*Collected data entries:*

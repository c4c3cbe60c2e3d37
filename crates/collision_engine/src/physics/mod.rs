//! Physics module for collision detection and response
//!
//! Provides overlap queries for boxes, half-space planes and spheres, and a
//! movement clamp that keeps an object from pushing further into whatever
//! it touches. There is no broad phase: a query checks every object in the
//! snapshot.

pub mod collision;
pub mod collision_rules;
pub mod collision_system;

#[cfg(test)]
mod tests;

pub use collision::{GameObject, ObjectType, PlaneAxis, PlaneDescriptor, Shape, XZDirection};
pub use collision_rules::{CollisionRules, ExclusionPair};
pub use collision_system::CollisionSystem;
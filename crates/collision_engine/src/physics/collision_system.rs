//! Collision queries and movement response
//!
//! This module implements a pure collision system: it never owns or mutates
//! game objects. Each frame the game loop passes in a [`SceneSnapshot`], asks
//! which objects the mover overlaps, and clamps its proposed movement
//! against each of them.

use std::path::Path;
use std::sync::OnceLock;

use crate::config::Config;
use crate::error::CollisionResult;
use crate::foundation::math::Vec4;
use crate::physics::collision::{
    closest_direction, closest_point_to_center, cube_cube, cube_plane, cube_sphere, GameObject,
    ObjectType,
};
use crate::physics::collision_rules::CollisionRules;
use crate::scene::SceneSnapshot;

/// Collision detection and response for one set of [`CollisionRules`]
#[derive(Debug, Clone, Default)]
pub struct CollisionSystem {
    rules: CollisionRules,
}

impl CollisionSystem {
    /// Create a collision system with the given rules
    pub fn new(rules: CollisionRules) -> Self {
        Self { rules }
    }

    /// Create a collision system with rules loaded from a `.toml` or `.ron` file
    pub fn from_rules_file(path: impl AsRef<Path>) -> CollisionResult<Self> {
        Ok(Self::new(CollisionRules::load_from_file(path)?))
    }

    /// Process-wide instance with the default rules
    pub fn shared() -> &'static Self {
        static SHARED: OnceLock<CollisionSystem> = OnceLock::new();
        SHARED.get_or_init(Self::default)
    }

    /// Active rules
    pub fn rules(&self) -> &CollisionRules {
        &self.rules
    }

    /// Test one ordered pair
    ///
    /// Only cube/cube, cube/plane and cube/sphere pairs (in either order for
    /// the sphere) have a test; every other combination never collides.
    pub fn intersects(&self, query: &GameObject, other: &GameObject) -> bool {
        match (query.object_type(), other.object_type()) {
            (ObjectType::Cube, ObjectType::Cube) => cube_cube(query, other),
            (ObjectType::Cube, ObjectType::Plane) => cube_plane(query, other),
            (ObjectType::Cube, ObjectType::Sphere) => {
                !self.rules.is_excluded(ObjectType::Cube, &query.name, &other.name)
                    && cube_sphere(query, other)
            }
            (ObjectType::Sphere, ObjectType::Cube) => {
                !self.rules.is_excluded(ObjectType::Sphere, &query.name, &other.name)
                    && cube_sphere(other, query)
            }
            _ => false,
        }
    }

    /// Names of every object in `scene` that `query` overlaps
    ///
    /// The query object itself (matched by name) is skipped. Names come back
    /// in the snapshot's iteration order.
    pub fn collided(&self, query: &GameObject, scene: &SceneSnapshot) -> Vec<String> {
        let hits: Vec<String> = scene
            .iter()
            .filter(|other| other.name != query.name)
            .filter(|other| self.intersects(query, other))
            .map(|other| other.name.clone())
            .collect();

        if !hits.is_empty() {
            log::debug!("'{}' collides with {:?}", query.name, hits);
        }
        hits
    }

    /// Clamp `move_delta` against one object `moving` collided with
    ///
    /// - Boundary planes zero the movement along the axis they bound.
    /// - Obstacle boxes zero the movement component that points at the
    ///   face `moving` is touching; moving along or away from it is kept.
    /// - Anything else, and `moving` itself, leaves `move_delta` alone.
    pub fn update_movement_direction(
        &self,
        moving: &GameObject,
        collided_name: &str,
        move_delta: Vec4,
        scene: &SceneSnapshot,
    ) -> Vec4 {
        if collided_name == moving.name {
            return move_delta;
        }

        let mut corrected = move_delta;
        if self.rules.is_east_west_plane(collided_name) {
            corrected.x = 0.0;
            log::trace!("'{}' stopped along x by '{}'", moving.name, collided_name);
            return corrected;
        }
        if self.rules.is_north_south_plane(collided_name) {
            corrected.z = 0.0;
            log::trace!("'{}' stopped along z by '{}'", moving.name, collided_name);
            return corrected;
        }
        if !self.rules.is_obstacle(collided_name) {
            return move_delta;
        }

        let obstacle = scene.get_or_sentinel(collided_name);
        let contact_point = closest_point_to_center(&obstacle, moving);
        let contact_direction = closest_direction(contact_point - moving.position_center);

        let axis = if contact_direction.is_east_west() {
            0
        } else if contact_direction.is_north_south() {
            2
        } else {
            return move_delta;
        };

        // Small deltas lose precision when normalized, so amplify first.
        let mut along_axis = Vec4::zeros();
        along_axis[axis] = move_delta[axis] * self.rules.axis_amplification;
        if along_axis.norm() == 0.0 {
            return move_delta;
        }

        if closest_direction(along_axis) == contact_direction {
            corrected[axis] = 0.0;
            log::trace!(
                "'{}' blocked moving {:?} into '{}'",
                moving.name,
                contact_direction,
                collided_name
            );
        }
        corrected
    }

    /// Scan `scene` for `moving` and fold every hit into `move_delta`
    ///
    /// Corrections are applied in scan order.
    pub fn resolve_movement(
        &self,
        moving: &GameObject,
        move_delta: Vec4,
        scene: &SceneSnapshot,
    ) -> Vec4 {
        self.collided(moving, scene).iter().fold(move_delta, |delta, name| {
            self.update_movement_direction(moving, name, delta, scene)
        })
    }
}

*Directions:* Scan the records above for the word "that" and return every line where it occurs.

*Solution to the problem:*
//! movement clamp that keeps an object from pushing further into whatever
    /// Names of every object in `scene` that `query` overlaps
    /// - Obstacle boxes zero the movement component that points at the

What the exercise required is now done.